DESCRIPTION OF THE TASK >>
Return the run of lines below that opens with the line containing "Ok(Client::from_transport(transport, &self.config))" and closes with the line containing "wrapped transport's name", keeping each one exact.
┌─ SUPPLIED RECORDS
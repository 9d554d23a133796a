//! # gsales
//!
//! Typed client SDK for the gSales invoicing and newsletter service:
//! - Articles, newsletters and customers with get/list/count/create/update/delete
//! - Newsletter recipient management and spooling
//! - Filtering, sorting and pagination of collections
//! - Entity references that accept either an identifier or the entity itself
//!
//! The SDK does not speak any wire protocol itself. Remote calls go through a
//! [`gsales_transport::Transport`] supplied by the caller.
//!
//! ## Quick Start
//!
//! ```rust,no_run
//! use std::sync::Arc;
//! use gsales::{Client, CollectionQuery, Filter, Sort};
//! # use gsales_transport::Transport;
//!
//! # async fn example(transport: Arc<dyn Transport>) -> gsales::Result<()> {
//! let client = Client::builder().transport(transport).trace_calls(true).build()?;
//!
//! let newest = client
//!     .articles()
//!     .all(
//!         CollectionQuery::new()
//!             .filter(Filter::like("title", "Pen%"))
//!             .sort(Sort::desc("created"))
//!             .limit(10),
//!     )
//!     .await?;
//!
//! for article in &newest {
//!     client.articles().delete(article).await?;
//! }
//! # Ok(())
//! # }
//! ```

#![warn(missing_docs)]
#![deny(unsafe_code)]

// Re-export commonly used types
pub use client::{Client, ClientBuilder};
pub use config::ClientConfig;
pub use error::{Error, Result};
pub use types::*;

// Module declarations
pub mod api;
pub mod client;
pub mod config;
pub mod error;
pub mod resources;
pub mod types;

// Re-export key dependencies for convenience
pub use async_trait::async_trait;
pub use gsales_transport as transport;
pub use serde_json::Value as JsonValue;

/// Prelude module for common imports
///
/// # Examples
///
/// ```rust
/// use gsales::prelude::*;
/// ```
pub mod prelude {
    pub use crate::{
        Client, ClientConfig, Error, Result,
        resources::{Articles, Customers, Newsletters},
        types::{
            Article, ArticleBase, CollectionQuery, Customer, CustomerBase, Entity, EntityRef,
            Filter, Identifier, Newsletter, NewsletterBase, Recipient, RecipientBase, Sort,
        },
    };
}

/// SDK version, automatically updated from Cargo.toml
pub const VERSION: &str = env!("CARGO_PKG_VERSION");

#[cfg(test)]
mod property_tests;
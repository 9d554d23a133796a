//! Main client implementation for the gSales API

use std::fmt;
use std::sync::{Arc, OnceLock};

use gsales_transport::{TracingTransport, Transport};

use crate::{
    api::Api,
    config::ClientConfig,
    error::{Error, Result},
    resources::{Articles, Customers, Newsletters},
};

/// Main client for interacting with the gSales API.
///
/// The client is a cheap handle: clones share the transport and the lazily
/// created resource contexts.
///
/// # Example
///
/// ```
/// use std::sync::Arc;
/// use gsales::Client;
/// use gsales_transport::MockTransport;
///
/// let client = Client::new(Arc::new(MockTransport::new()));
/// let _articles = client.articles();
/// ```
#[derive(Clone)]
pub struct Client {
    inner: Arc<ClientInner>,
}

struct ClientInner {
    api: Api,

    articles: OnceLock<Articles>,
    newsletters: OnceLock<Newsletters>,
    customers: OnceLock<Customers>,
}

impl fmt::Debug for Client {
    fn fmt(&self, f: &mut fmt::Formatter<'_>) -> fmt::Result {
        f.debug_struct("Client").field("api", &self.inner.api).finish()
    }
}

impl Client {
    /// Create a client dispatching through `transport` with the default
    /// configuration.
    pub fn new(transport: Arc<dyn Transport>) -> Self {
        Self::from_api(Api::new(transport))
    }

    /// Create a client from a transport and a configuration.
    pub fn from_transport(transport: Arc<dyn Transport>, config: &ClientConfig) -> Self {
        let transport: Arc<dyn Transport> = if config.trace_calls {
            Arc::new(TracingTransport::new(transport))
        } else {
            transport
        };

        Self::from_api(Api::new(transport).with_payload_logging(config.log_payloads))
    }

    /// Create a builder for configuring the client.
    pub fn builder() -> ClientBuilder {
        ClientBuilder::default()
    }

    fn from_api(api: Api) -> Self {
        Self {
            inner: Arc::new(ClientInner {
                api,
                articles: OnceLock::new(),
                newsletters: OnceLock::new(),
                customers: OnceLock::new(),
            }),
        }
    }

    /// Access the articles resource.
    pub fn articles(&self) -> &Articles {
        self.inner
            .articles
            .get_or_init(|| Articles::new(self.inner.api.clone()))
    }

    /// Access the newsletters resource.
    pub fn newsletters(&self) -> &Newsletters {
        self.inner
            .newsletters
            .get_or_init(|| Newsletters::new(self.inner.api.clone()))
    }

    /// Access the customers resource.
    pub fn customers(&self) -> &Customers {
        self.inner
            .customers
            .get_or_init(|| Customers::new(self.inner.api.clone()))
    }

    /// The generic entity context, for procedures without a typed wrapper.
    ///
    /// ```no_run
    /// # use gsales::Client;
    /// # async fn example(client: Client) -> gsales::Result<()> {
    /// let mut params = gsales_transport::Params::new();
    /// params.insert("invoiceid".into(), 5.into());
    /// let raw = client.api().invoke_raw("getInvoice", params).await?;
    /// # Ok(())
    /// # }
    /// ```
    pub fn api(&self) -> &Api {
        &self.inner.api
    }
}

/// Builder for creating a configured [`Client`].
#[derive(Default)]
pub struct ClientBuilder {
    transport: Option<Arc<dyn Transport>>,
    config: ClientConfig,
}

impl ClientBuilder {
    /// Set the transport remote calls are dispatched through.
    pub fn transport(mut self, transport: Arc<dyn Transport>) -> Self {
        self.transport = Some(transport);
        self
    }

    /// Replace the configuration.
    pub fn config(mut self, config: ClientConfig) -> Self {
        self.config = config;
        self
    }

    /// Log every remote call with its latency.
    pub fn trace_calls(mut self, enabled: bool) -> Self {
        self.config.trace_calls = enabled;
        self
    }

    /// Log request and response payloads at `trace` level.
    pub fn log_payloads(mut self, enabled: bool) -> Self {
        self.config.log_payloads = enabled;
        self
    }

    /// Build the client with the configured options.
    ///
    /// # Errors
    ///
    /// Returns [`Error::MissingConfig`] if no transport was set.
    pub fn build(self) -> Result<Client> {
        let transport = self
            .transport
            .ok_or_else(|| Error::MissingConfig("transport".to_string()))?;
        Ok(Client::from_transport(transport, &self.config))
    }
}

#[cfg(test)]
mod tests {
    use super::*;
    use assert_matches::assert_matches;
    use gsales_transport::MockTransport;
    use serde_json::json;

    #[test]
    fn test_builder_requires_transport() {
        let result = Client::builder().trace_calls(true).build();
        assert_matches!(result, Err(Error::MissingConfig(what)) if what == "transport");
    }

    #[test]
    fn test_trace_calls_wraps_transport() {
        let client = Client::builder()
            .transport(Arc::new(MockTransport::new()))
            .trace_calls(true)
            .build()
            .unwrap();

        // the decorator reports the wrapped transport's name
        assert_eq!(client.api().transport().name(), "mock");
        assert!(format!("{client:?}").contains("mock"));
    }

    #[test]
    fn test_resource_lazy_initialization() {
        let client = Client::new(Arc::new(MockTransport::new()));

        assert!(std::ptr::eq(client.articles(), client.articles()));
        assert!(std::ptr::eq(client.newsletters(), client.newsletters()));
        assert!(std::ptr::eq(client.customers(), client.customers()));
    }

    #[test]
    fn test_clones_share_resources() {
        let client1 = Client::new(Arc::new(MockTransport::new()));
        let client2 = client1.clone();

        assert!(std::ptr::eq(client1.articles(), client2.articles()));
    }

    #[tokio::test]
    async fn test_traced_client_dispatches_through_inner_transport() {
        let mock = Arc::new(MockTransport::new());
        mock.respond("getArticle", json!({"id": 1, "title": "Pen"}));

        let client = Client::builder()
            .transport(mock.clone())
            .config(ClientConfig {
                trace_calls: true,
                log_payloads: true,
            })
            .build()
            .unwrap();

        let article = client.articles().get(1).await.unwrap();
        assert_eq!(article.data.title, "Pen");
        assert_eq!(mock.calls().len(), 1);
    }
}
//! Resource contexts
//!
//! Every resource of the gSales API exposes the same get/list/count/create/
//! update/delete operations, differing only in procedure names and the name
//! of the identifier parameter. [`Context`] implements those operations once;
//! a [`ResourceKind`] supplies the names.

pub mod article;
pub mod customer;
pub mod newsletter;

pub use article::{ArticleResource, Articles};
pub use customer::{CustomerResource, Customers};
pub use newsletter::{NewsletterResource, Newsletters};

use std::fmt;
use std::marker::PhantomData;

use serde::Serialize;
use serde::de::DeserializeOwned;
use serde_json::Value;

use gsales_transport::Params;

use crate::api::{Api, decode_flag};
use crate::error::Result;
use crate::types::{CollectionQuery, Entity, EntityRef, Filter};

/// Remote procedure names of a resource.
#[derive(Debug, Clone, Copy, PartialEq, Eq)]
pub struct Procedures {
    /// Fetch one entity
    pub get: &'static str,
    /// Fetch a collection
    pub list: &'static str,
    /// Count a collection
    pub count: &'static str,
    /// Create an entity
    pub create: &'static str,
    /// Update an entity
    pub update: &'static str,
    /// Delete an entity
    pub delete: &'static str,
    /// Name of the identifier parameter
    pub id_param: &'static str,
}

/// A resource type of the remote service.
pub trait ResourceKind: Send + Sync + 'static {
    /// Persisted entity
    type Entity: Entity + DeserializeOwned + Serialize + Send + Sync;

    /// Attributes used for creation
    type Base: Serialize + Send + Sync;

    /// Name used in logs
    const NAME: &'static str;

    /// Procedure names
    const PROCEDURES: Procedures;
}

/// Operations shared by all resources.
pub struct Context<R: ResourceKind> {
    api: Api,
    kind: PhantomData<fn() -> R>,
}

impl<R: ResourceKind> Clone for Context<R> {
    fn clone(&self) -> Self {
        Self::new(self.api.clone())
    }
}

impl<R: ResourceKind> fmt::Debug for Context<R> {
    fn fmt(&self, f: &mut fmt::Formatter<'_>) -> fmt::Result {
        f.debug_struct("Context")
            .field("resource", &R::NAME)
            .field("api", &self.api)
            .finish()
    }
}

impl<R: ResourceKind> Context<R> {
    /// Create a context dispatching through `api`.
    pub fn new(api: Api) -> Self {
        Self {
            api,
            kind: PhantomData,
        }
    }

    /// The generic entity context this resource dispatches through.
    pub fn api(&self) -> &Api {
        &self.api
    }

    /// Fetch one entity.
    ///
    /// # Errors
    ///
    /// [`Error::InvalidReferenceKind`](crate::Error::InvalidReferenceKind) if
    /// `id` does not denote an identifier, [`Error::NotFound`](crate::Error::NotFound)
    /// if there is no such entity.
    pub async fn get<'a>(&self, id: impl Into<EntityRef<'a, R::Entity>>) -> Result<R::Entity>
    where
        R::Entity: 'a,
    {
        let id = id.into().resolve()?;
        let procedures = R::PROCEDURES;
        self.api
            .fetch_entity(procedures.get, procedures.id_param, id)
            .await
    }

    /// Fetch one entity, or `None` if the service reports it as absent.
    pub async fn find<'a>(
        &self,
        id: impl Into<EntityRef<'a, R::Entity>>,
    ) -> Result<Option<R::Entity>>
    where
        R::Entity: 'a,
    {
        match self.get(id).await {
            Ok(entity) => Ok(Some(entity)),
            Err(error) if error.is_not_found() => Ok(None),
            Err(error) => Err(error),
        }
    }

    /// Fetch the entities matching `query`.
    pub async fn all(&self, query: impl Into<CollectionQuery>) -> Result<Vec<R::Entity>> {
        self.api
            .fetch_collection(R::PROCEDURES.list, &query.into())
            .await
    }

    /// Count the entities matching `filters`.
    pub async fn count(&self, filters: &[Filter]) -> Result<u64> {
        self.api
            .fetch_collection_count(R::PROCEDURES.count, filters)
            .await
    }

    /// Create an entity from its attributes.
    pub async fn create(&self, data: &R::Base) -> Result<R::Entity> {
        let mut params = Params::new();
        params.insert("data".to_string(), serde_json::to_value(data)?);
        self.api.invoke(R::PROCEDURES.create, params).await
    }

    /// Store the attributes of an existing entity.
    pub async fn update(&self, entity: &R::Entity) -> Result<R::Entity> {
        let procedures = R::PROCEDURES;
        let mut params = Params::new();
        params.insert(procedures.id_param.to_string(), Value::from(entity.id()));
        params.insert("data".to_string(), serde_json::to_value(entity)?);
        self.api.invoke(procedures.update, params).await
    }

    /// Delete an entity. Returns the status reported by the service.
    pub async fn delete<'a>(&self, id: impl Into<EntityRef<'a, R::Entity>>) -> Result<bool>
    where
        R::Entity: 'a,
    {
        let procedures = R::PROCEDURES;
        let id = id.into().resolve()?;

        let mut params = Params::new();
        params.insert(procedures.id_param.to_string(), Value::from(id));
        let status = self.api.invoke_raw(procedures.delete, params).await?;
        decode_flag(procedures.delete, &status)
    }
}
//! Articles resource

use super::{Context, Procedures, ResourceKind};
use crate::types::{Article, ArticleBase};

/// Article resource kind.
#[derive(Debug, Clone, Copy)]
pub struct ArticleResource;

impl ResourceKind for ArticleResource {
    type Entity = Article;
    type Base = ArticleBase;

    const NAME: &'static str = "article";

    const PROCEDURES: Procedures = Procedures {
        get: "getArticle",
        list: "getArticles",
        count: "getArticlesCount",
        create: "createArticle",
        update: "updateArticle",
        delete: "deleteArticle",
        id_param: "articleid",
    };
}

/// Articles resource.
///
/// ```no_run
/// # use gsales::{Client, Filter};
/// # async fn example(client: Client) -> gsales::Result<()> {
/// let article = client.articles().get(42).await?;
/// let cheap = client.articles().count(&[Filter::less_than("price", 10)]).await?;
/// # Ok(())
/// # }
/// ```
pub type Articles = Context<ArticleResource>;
└─
PROBLEM SOLUTION >>
        Ok(Client::from_transport(transport, &self.config))
    }
}

#[cfg(test)]
mod tests {
    use super::*;
    use assert_matches::assert_matches;
    use gsales_transport::MockTransport;
    use serde_json::json;

    #[test]
    fn test_builder_requires_transport() {
        let result = Client::builder().trace_calls(true).build();
        assert_matches!(result, Err(Error::MissingConfig(what)) if what == "transport");
    }

    #[test]
    fn test_trace_calls_wraps_transport() {
        let client = Client::builder()
            .transport(Arc::new(MockTransport::new()))
            .trace_calls(true)
            .build()
            .unwrap();

        // the decorator reports the wrapped transport's name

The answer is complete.